The most popular way in Finland to protect against higher interest rates is an interest rate cap – it protects a home loan against higher interest rates and keeps loan costs moderate in the interest rate environment that is higher than now. Borrowers are now taking interest rate caps particularly for new home loans and for a long loan term: the interest rate protection of 83 per cent of the new interest rate cap agreements covers 10 years or longer.

In February 2022, loans with protection against higher interest rate accounted for 30 per cent of OP’s home loan portfolio and new home loans with interest rate protection accounted for 41 per cent. Interest rate protection has mostly been used in detached houses, of which half has been protected against higher interest rates.

“The Russian attack on Ukraine will cause uncertainty to the interest rate environment and we should prepare for higher interest rates. Young people and low-income people taking out a new home loan are most interested in interest rate protection products. Demand for interest rate caps tends to focus on long protection periods and low interest rate cap levels. The far and away most popular interest rate cap is 0.01 per cent,” says Kaisu Christie, SVP, Mortgages, Retail Loans and Real Estate Business at OP.

OP Financial Group has estimated that the reference interest rate of many home loans, 12-month Euribor, will turn positive in 2022 and rise to one per cent in one or two years.
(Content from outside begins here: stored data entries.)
use chrono::{DateTime, Utc};
use serde::{Deserialize, Serialize};
use std::fmt;
use std::time::Duration;

/// Status of a task in the execution lifecycle.
///
/// State machine transitions:
/// - `Pending` -> `Running` (when the scheduler starts the task)
/// - `Pending` -> `Skipped` (when a dependency did not complete)
/// - `Running` -> `Completed` | `Failed`
///
/// `Completed`, `Failed` and `Skipped` are terminal. Only `Completed`
/// satisfies a dependency. `Running` lives in the scheduler's bookkeeping
/// while a task is in flight; a `TaskResult` always carries a terminal status.
#[derive(Debug, Clone, Copy, PartialEq, Eq, Hash, Default, Serialize, Deserialize)]
#[serde(rename_all = "lowercase")]
pub enum TaskStatus {
    #[default]
    Pending,
    Running,
    Completed,
    Failed,
    Skipped,
}

impl TaskStatus {
    pub fn is_terminal(&self) -> bool {
        matches!(
            self,
            TaskStatus::Completed | TaskStatus::Failed | TaskStatus::Skipped
        )
    }
}

impl fmt::Display for TaskStatus {
    fn fmt(&self, f: &mut fmt::Formatter<'_>) -> fmt::Result {
        match self {
            TaskStatus::Pending => write!(f, "pending"),
            TaskStatus::Running => write!(f, "running"),
            TaskStatus::Completed => write!(f, "completed"),
            TaskStatus::Failed => write!(f, "failed"),
            TaskStatus::Skipped => write!(f, "skipped"),
        }
    }
}

/// Outcome of running (or skipping) a single task
#[derive(Debug, Clone, PartialEq, Serialize, Deserialize)]
#[serde(rename_all = "camelCase")]
pub struct TaskResult {
    pub task_id: String,
    pub status: TaskStatus,
    pub exit_code: Option<i32>,
    pub stdout: String,
    pub stderr: String,
    pub start_time: DateTime<Utc>,
    pub end_time: DateTime<Utc>,
    #[serde(rename = "durationMs", with = "super::duration_ms")]
    pub duration: Duration,
    /// Number of process attempts made (0 for skipped tasks)
    pub attempts: u32,
    /// Whether the final attempt was killed by its timeout
    pub timed_out: bool,
    /// Whether the result was synthesized by a dry run
    pub simulated: bool,
    pub error: Option<String>,
}

impl TaskResult {
    /// Result for a task that was never started
    pub fn skipped(task_id: impl Into<String>, reason: impl Into<String>) -> Self {
        let now = Utc::now();
        Self {
            task_id: task_id.into(),
            status: TaskStatus::Skipped,
            exit_code: None,
            stdout: String::new(),
            stderr: String::new(),
            start_time: now,
            end_time: now,
            duration: Duration::ZERO,
            attempts: 0,
            timed_out: false,
            simulated: false,
            error: Some(reason.into()),
        }
    }

    pub fn is_completed(&self) -> bool {
        self.status == TaskStatus::Completed
    }

    pub fn is_failed(&self) -> bool {
        self.status == TaskStatus::Failed
    }

    /// stdout followed by stderr, for output scanning
    pub fn combined_output(&self) -> String {
        match (self.stdout.is_empty(), self.stderr.is_empty()) {
            (_, true) => self.stdout.clone(),
            (true, false) => self.stderr.clone(),
            (false, false) => format!("{}\n{}", self.stdout, self.stderr),
        }
    }

    /// One-line summary for logs and CLI output
    pub fn summary(&self) -> String {
        let status = if self.timed_out {
            "TIMEOUT".to_string()
        } else {
            self.status.to_string().to_uppercase()
        };
        let mut line = format!(
            "{} - {} ({}ms, exit code: {:?}",
            status,
            self.task_id,
            self.duration.as_millis(),
            self.exit_code
        );
        if self.attempts > 1 {
            line.push_str(&format!(", attempts: {}", self.attempts));
        }
        line.push(')');
        if self.simulated {
            line.push_str(" [dry run]");
        }
        line
    }
}
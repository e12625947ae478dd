//! Plan loading and validation through the public API

use weft::plan::{parse_plan, ValidationErrorKind};
use weft::{parse, parse_plan_content, PlanError};

use super::helpers::write_plan;

const PIPELINE: &str = r#"
metadata:
  id: pipeline
  name: Pipeline
  version: 2.0.0
tasks:
  - id: setup
    name: Setup
    command: "true"
  - id: build
    name: Build
    type: build
    command: "true"
    dependsOn: [setup]
  - id: test
    name: Test
    type: test
    command: "true"
    dependsOn: [build]
qualityGates:
  - id: lint
    name: Lint
    config:
      command: "true"
"#;

fn error_kinds(yaml: &str) -> Vec<ValidationErrorKind> {
    match parse(yaml) {
        Err(PlanError::Validation(errors)) => errors.into_iter().map(|e| e.kind).collect(),
        other => panic!("expected validation errors, got {other:?}"),
    }
}

#[test]
fn test_parsing_is_deterministic() {
    assert_eq!(parse(PIPELINE).unwrap(), parse(PIPELINE).unwrap());
}

#[test]
fn test_parse_plan_reads_file_and_keeps_path() {
    let (_dir, path) = write_plan(PIPELINE);

    let parsed = parse_plan(&path).unwrap();

    assert_eq!(parsed.plan.metadata.id, "pipeline");
    assert_eq!(parsed.plan.tasks.len(), 3);
    assert_eq!(parsed.source_path.as_deref(), Some(path.as_path()));
    assert!(parsed.warnings.is_empty());
}

#[test]
fn test_mutual_dependency_is_a_cycle() {
    let kinds = error_kinds(
        r#"
metadata: {id: p, name: P, version: 1.0.0}
tasks:
  - {id: a, name: A, command: "true", dependsOn: [b]}
  - {id: b, name: B, command: "true", dependsOn: [a]}
"#,
    );
    assert_eq!(kinds, vec![ValidationErrorKind::CircularDependency]);
}

#[test]
fn test_unknown_dependency_is_reported_not_raised() {
    let kinds = error_kinds(
        r#"
metadata: {id: p, name: P, version: 1.0.0}
tasks:
  - {id: a, name: A, command: "true", dependsOn: [missing]}
"#,
    );
    assert_eq!(kinds, vec![ValidationErrorKind::UnknownDependency]);
}

#[test]
fn test_errors_are_aggregated_across_sections() {
    let kinds = error_kinds(
        r#"
metadata: {id: p, version: 1.0.0}
tasks:
  - {id: a, name: A}
  - {id: a, name: Again, command: "true", timeout: -1}
qualityGates:
  - {id: g, name: G, type: fuzz}
"#,
    );

    assert!(kinds.contains(&ValidationErrorKind::MissingField));
    assert!(kinds.contains(&ValidationErrorKind::DuplicateId));
    assert!(kinds.contains(&ValidationErrorKind::OutOfRange));
    assert!(kinds.contains(&ValidationErrorKind::WrongType));
    assert!(kinds.len() >= 5);
}

#[test]
fn test_syntax_errors_are_fatal() {
    let err = parse("metadata: [unclosed").unwrap_err();
    assert!(matches!(err, PlanError::Syntax(_)));
}

#[test]
fn test_warnings_do_not_block_parsing() {
    let parsed = parse_plan_content(
        r#"
metadata: {id: p, name: P, version: latest}
tasks:
  - id: research
    name: Research
    type: research
    input: {type: discovery, context: {}}
    strategy: adaptive
"#,
    )
    .unwrap();

    let paths: Vec<&str> = parsed.warnings.iter().map(|w| w.path.as_str()).collect();
    assert_eq!(paths, vec!["metadata.version", "tasks[0]"]);
    assert!(parsed.plan.tasks[0].is_agent_task());
}
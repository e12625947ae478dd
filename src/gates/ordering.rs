//! Fixed gate execution order

use crate::plan::schema::QualityGateConfig;

/// Gates in execution order: by kind priority, required before optional,
/// then by identifier. Input order never matters.
pub fn execution_order(gates: &[QualityGateConfig]) -> Vec<&QualityGateConfig> {
    let mut ordered: Vec<&QualityGateConfig> = gates.iter().collect();
    ordered.sort_by(|a, b| {
        a.kind
            .priority()
            .cmp(&b.kind.priority())
            .then_with(|| b.required.cmp(&a.required))
            .then_with(|| a.id.cmp(&b.id))
    });
    ordered
}
//! Task, agent and gate kind enumerations

use serde::{Deserialize, Serialize};
use std::fmt;

/// Kind of a command task
#[derive(Debug, Clone, Copy, PartialEq, Eq, Hash, Default, Serialize, Deserialize)]
#[serde(rename_all = "kebab-case")]
pub enum TaskKind {
    /// Plain shell command with no gate semantics
    #[default]
    Command,
    Lint,
    TypeCheck,
    Test,
    Build,
    Integration,
    Deploy,
}

impl TaskKind {
    /// Parse a kind tag as written in a plan document
    pub fn parse(value: &str) -> Option<Self> {
        match value.trim().to_lowercase().as_str() {
            "command" | "shell" | "generic" => Some(TaskKind::Command),
            "lint" => Some(TaskKind::Lint),
            "type-check" | "typecheck" | "type_check" => Some(TaskKind::TypeCheck),
            "test" | "tests" => Some(TaskKind::Test),
            "build" => Some(TaskKind::Build),
            "integration" => Some(TaskKind::Integration),
            "deploy" => Some(TaskKind::Deploy),
            _ => None,
        }
    }

    pub fn as_str(&self) -> &'static str {
        match self {
            TaskKind::Command => "command",
            TaskKind::Lint => "lint",
            TaskKind::TypeCheck => "type-check",
            TaskKind::Test => "test",
            TaskKind::Build => "build",
            TaskKind::Integration => "integration",
            TaskKind::Deploy => "deploy",
        }
    }

    /// The gate kind a task of this kind can be promoted to
    pub fn gate_kind(&self) -> Option<GateKind> {
        match self {
            TaskKind::Command => None,
            TaskKind::Lint => Some(GateKind::Lint),
            TaskKind::TypeCheck => Some(GateKind::TypeCheck),
            TaskKind::Test => Some(GateKind::Test),
            TaskKind::Build => Some(GateKind::Build),
            TaskKind::Integration => Some(GateKind::Integration),
            TaskKind::Deploy => Some(GateKind::Deploy),
        }
    }
}

impl From<GateKind> for TaskKind {
    fn from(kind: GateKind) -> Self {
        match kind {
            GateKind::Lint => TaskKind::Lint,
            GateKind::TypeCheck => TaskKind::TypeCheck,
            GateKind::Test => TaskKind::Test,
            GateKind::Build => TaskKind::Build,
            GateKind::Integration => TaskKind::Integration,
            GateKind::Deploy => TaskKind::Deploy,
        }
    }
}

impl fmt::Display for TaskKind {
    fn fmt(&self, f: &mut fmt::Formatter<'_>) -> fmt::Result {
        write!(f, "{}", self.as_str())
    }
}

/// Kind of an agent task. Agent tasks carry a structured input instead of a
/// command and are handed to an external dispatcher.
#[derive(Debug, Clone, Copy, PartialEq, Eq, Hash, Serialize, Deserialize)]
#[serde(rename_all = "kebab-case")]
pub enum AgentKind {
    Agent,
    Research,
    Analysis,
    Review,
}

impl AgentKind {
    pub fn parse(value: &str) -> Option<Self> {
        match value.trim().to_lowercase().as_str() {
            "agent" => Some(AgentKind::Agent),
            "research" => Some(AgentKind::Research),
            "analysis" => Some(AgentKind::Analysis),
            "review" => Some(AgentKind::Review),
            _ => None,
        }
    }

    pub fn as_str(&self) -> &'static str {
        match self {
            AgentKind::Agent => "agent",
            AgentKind::Research => "research",
            AgentKind::Analysis => "analysis",
            AgentKind::Review => "review",
        }
    }
}

impl fmt::Display for AgentKind {
    fn fmt(&self, f: &mut fmt::Formatter<'_>) -> fmt::Result {
        write!(f, "{}", self.as_str())
    }
}

/// How an agent task should be carried out by its dispatcher
#[derive(Debug, Clone, Copy, PartialEq, Eq, Hash, Serialize, Deserialize)]
#[serde(rename_all = "kebab-case")]
pub enum ExecutionStrategy {
    Sequential,
    Parallel,
    Adaptive,
}

impl ExecutionStrategy {
    pub fn parse(value: &str) -> Option<Self> {
        match value.trim().to_lowercase().as_str() {
            "sequential" => Some(ExecutionStrategy::Sequential),
            "parallel" => Some(ExecutionStrategy::Parallel),
            "adaptive" => Some(ExecutionStrategy::Adaptive),
            _ => None,
        }
    }

    pub fn as_str(&self) -> &'static str {
        match self {
            ExecutionStrategy::Sequential => "sequential",
            ExecutionStrategy::Parallel => "parallel",
            ExecutionStrategy::Adaptive => "adaptive",
        }
    }
}

/// Kind of a quality gate.
///
/// Variant order is the fixed execution priority: lint runs first, deploy last.
#[derive(Debug, Clone, Copy, PartialEq, Eq, Hash, PartialOrd, Ord, Serialize, Deserialize)]
#[serde(rename_all = "kebab-case")]
pub enum GateKind {
    Lint,
    TypeCheck,
    Test,
    Build,
    Integration,
    Deploy,
}

impl GateKind {
    /// Every gate kind, in execution priority order
    pub const ALL: [GateKind; 6] = [
        GateKind::Lint,
        GateKind::TypeCheck,
        GateKind::Test,
        GateKind::Build,
        GateKind::Integration,
        GateKind::Deploy,
    ];

    pub fn parse(value: &str) -> Option<Self> {
        TaskKind::parse(value).and_then(|kind| kind.gate_kind())
    }

    /// Position in the fixed execution order (0 runs first)
    pub fn priority(&self) -> u8 {
        match self {
            GateKind::Lint => 0,
            GateKind::TypeCheck => 1,
            GateKind::Test => 2,
            GateKind::Build => 3,
            GateKind::Integration => 4,
            GateKind::Deploy => 5,
        }
    }

    pub fn as_str(&self) -> &'static str {
        TaskKind::from(*self).as_str()
    }

    /// Human-readable label for summaries
    pub fn label(&self) -> &'static str {
        match self {
            GateKind::Lint => "Lint",
            GateKind::TypeCheck => "Type check",
            GateKind::Test => "Tests",
            GateKind::Build => "Build",
            GateKind::Integration => "Integration",
            GateKind::Deploy => "Deploy",
        }
    }
}

impl fmt::Display for GateKind {
    fn fmt(&self, f: &mut fmt::Formatter<'_>) -> fmt::Result {
        write!(f, "{}", self.as_str())
    }
}
//! Plan validation without execution
//! Usage: weft validate <plan>

use anyhow::Result;
use colored::Colorize;
use std::path::Path;

use super::load_plan;

/// Execute the validate command
pub fn execute(plan_path: &Path) -> Result<()> {
    let parsed = load_plan(plan_path)?;
    let plan = &parsed.plan;

    println!(
        "{} Plan '{}' v{} is valid: {} task(s), {} quality gate(s)",
        "✓".green().bold(),
        plan.metadata.id,
        plan.metadata.version,
        plan.tasks.len(),
        plan.quality_gates.len()
    );
    if !parsed.warnings.is_empty() {
        println!("  {} warning(s)", parsed.warnings.len().to_string().yellow());
    }
    Ok(())
}
//! Diagnostic tracing for the engine.
//!
//! Run summaries and reports go to stdout through the command layer. This
//! module only configures the `tracing` subscriber, which writes to stderr.

use tracing_subscriber::{fmt, layer::SubscriberExt, util::SubscriberInitExt, EnvFilter};

/// Initialize the tracing subscriber.
///
/// `RUST_LOG` wins when set. Otherwise the level is derived from the number of
/// `-v` flags: none is `warn`, one is `info`, two or more is `debug`.
///
/// ```bash
/// RUST_LOG=weft::executor=debug weft run plan.yaml
/// ```
pub fn init(verbosity: u8) {
    let filter = EnvFilter::try_from_default_env()
        .unwrap_or_else(|_| EnvFilter::new(default_directive(verbosity)));

    // A second init (e.g. from tests) is harmless; keep the first subscriber.
    let _ = tracing_subscriber::registry()
        .with(filter)
        .with(fmt::layer().with_writer(std::io::stderr).compact())
        .try_init();
}

fn default_directive(verbosity: u8) -> &'static str {
    match verbosity {
        0 => "warn",
        1 => "info",
        _ => "debug",
    }
}
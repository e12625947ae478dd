//! Field-by-field decoding of a plan document into the typed plan model
//!
//! Every problem is appended to the decoder's error list and decoding keeps
//! going, so one pass over a document reports all of its structural problems.

use serde_yaml::{Mapping, Value};
use std::collections::{BTreeMap, HashMap};
use std::path::PathBuf;
use std::time::Duration;

use super::dependencies::{validate_dependencies, validate_gate_references, DependencyEntry};
use crate::plan::schema::{
    AgentInput, AgentKind, ExecutionStrategy, GateKind, GateSettings, Plan, PlanMetadata,
    QualityGateConfig, RetryPolicy, Task, TaskAction, TaskKind, ValidationError,
    ValidationErrorKind, ValidationWarning,
};

/// Result of decoding a document
pub(super) struct DecodeOutcome {
    /// Best-effort plan; only meaningful when `errors` is empty
    pub plan: Option<Plan>,
    pub errors: Vec<ValidationError>,
    pub warnings: Vec<ValidationWarning>,
}

/// Lower bound enforced on a seconds field
#[derive(Clone, Copy)]
enum Bound {
    Positive,
    NonNegative,
}

/// A task identifier and its dependencies, kept even when the rest of the
/// task failed to decode so dependency checks do not report phantom errors
struct TaskHead {
    path: String,
    id: String,
    depends_on: Vec<String>,
}

#[derive(Default)]
pub(super) struct Decoder {
    errors: Vec<ValidationError>,
    warnings: Vec<ValidationWarning>,
}
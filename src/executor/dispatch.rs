//! Dispatch seam for agent tasks

use tracing::info;

use crate::models::TaskResult;
use crate::plan::schema::{Task, TaskAction};

/// Runs agent tasks on behalf of the executor.
///
/// Agent tasks carry a structured input instead of a command; what runs them
/// is supplied by the embedding application.
pub trait AgentDispatcher: Send + Sync {
    /// Run an agent task to a terminal result
    fn dispatch(&self, task: &Task) -> TaskResult;
}

/// Default dispatcher: records agent tasks as skipped
#[derive(Debug, Clone, Copy, Default)]
pub struct DeferredAgentDispatcher;

impl AgentDispatcher for DeferredAgentDispatcher {
    fn dispatch(&self, task: &Task) -> TaskResult {
        let detail = match &task.action {
            TaskAction::Agent {
                kind,
                input,
                strategy,
            } => format!("{kind} agent, input '{}', {} strategy", input.kind, strategy.as_str()),
            TaskAction::Command { .. } => "not an agent task".to_string(),
        };
        info!(task = %task.id, "{detail}: no agent dispatcher configured");
        TaskResult::skipped(
            &task.id,
            format!("agent task requires an external dispatcher ({detail})"),
        )
    }
}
Higher interest rates will particularly affect large housing company loans

Housing company loans are markedly less protected against higher interest rates than home loans. Only less than six per cent of OP’s housing company loans are protected against a rise in interest rates.

“The biggest reason for this low interest rate protection rate is that housing companies are not aware of the opportunities to protect their loans against higher interest rates and so does not come up for discussion at general meetings. The possibility of interest rate protection should, however, be determined because a rise in interest rate particularly affects large housing companies,” says Heikki Peltola, Director, OP’s SMEs.

The housing company loan averages 300,000 euros but some companies have taken out loans worth millions. Large housing company loans apply particularly to new buildings where housing company loans must usually be managed after construction by shareholders in companies that have performed pipeline or facade renovation. 

“Even a one per cent interest rate increase is felt in the shareholder’s pocket. If the shareholder annually pays 900 euros of the housing company loan, with interest, and the interest rate will rise from one per cent to two per cent, the loan servicing costs per shareholder will rise by 17 per cent, or to 1,050 euros per year,” says Peltola.